İKİNCİ MAKSAT

Kıyamet ve mevt-i dünya ve hayat-ı âhiret hakkındadır.

Şu maksadın dört esası ve bir mukaddime-i temsiliyesi vardır.

MUKADDİME

Nasıl ki bir saray veya bir şehir hakkında biri dava etse: “Şu saray veya şehir, tahrip edilip yeniden muhkem bir surette bina ve tamir edilecektir.” Elbette, onun davasına karşı altı sual terettüp eder:

Birincisi: “Niçin tahrip edilecek? Sebep ve muktezî var mıdır?” Eğer, evet var diye ispat etti:

İkincisi: Şöyle bir sual gelir ki “Bunu tahrip edip, tamir edecek usta muktedir midir? Yapabilir mi?” Eğer, evet yapabilir diye ispat etti:

Üçüncüsü: Şöyle bir sual gelir ki “Tahribi mümkün müdür?”

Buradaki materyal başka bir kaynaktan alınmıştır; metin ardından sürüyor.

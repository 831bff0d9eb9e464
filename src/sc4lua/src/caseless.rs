//! Case-insensitive string keyed map
//!
//! File names are matched case-insensitively no matter what the host file
//! system does, so lookups never depend on the platform.

use std::collections::btree_map::{self, BTreeMap};

/// Map with case-insensitive string keys, iterated in folded-key order
#[derive(Debug, Clone)]
pub struct CaselessMap<V> {
    entries: BTreeMap<String, (String, V)>,
}

impl<V> Default for CaselessMap<V> {
    fn default() -> Self {
        Self {
            entries: BTreeMap::new(),
        }
    }
}

#[inline]
fn fold(key: &str) -> String {
    key.to_lowercase()
}

impl<V> CaselessMap<V> {
    pub fn new() -> Self {
        Self::default()
    }

    /// Insert only if no key equal ignoring case exists
    ///
    /// Returns `true` if the value was inserted.
    pub fn insert_if_absent(&mut self, key: &str, value: V) -> bool {
        match self.entries.entry(fold(key)) {
            btree_map::Entry::Vacant(slot) => {
                slot.insert((key.to_string(), value));
                true
            }
            btree_map::Entry::Occupied(_) => false,
        }
    }

    /// Insert or replace, returning the previous value
    pub fn insert(&mut self, key: &str, value: V) -> Option<V> {
        self.entries
            .insert(fold(key), (key.to_string(), value))
            .map(|(_, v)| v)
    }

    pub fn get(&self, key: &str) -> Option<&V> {
        self.entries.get(&fold(key)).map(|(_, v)| v)
    }

    pub fn contains_key(&self, key: &str) -> bool {
        self.entries.contains_key(&fold(key))
    }

    pub fn len(&self) -> usize {
        self.entries.len()
    }

    pub fn is_empty(&self) -> bool {
        self.entries.is_empty()
    }

    /// Entries with their keys as first inserted
    pub fn iter(&self) -> impl Iterator<Item = (&str, &V)> {
        self.entries.values().map(|(k, v)| (k.as_str(), v))
    }
}
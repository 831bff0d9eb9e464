//! # sc4lua
//!
//! SimCity 4 Lua script extraction and file name recovery.
//!
//! The game stores its Lua scripts in DBPF archives without file names: each
//! script's instance id is a 24-bit CRC of its original name tagged with
//! `0xFF` in the top byte. This library:
//! - Reproduces that hash ([`crc24`], [`file_name_hash`])
//! - Extracts scripts to `XXXXXXXX.lua` files ([`extract_scripts`])
//! - Recovers original names by scanning the scripts for `dofile` calls and
//!   header comments, then renaming the matching files ([`recover_names`])
//!
//! ## Example
//!
//! ```no_run
//! use sc4lua::{write_scripts_to_directory, RecoveryMode};
//!
//! # fn main() -> Result<(), sc4lua::Error> {
//! let summary = write_scripts_to_directory(
//!     "SimCity_1.dat".as_ref(),
//!     "scripts".as_ref(),
//!     RecoveryMode::Auto,
//! )?;
//! println!("{} written, {} renamed", summary.written, summary.renamed);
//! # Ok(())
//! # }
//! ```

use std::path::{Path, PathBuf};

pub mod archive;
mod caseless;
pub mod extract;
pub mod hash;
pub mod recover;
pub mod rename;
pub mod script;
mod writer;

#[doc(inline)]
pub use archive::{ArchiveEntry, DbpfArchive, MemoryArchive, ResourceArchive};
pub use caseless::CaselessMap;
#[doc(inline)]
pub use extract::{extract_scripts, list_scripts, ScriptEntry};
#[doc(inline)]
pub use hash::{crc24, crc24_bytes, crc24_units};
#[doc(inline)]
pub use recover::{
    build_recovery_map, is_maxis_archive, recover_names, CandidateSet, RecoveryMap,
    FALLBACK_NAMES, MAXIS_ARCHIVE_NAME,
};
#[doc(inline)]
pub use rename::{apply_renames, FileIndex};
#[doc(inline)]
pub use script::{
    file_name_hash, file_stem, hashed_file_name, instance_file_name, ScriptGroup,
    ADVISOR_GROUP_ID, AUTOMATA_GROUP_ID, LUA_SCRIPT_TYPE_ID,
};
pub use sc4lua_dbpf::Tgi;
#[doc(inline)]
pub use writer::{write_scripts_to_directory, ExtractionSummary, RecoveryMode};

/// Errors from extraction and name recovery
#[derive(thiserror::Error, Debug)]
pub enum Error {
    #[error("Failed to open archive {}", .path.display())]
    ArchiveOpen {
        path: PathBuf,
        #[source]
        source: sc4lua_dbpf::Error,
    },

    #[error("Failed to decode entry {tgi}")]
    EntryDecode {
        tgi: Tgi,
        #[source]
        source: sc4lua_dbpf::Error,
    },

    #[error("Filesystem error at {}", .path.display())]
    FileSystem {
        path: PathBuf,
        #[source]
        source: std::io::Error,
    },
}

pub type Result<T> = std::result::Result<T, Error>;

impl Error {
    pub(crate) fn fs(path: &Path, source: std::io::Error) -> Self {
        Self::FileSystem {
            path: path.to_path_buf(),
            source,
        }
    }
}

Hem sonra tahrip edilecek midir?” Eğer, evet diye imkân-ı tahribi hem vukuunu ispat etse iki sual daha ona vârid olur ki:

Acaba şu acib saray veya şehrin yeniden tamiri mümkün müdür?”

Mümkün olsa acaba tamir edilecek midir?”

Eğer, evet diye bunları da ispat etse o vakit bu meselenin hiçbir cihette hiçbir köşesinde bir delik, bir menfez kalmaz ki şek ve şüphe ve vesvese girebilsin.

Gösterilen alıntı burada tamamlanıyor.